● **What to work on**
Tell how many lines in the following entries include the word "capacity", giving the figure alone.

Data entries:
● ● ● ●

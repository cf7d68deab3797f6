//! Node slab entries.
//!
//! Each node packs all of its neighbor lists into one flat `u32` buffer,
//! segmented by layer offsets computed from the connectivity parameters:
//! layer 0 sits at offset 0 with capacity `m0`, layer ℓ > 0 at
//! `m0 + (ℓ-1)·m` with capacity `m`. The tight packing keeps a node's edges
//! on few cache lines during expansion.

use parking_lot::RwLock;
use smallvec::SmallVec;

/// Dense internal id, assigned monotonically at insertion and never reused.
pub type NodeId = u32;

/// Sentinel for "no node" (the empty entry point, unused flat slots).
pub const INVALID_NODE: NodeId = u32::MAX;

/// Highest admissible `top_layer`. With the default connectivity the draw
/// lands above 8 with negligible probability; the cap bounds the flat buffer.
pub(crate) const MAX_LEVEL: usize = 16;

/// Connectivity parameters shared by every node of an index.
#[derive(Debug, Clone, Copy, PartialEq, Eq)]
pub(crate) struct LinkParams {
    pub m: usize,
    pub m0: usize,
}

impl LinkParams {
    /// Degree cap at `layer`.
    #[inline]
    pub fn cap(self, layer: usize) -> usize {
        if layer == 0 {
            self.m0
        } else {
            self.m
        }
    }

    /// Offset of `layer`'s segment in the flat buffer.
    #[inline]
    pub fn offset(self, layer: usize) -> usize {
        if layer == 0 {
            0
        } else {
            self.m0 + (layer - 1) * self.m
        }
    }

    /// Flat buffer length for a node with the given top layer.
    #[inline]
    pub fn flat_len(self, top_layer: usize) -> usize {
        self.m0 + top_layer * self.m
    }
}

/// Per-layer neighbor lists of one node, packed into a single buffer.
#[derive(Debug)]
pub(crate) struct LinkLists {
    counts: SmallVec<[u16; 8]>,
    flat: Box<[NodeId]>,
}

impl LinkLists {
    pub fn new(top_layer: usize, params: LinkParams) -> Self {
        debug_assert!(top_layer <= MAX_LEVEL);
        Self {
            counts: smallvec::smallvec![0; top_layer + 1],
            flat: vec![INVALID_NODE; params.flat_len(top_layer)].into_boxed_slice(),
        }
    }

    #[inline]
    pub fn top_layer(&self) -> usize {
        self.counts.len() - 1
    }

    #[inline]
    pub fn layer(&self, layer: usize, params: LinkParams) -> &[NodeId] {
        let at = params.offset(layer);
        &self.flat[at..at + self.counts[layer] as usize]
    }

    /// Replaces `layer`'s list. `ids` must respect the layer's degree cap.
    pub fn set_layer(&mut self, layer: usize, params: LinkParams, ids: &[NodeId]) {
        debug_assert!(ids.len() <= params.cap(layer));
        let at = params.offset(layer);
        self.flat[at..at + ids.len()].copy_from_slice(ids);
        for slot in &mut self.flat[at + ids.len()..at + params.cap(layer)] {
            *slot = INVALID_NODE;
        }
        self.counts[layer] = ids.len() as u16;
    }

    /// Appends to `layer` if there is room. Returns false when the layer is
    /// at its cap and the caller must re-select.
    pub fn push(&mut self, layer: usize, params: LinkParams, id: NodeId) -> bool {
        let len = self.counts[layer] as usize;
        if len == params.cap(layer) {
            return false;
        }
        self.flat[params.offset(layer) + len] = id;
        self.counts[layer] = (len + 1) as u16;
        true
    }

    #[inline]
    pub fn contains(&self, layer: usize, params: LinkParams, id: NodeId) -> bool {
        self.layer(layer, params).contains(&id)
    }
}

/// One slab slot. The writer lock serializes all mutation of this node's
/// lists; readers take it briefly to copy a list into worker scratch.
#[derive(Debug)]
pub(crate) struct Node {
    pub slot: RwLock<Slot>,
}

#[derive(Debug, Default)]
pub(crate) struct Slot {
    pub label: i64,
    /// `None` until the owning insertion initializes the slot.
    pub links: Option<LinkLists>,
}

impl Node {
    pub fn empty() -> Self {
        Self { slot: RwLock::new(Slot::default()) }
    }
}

● ● ● ●

● **Reply to the exercise**
2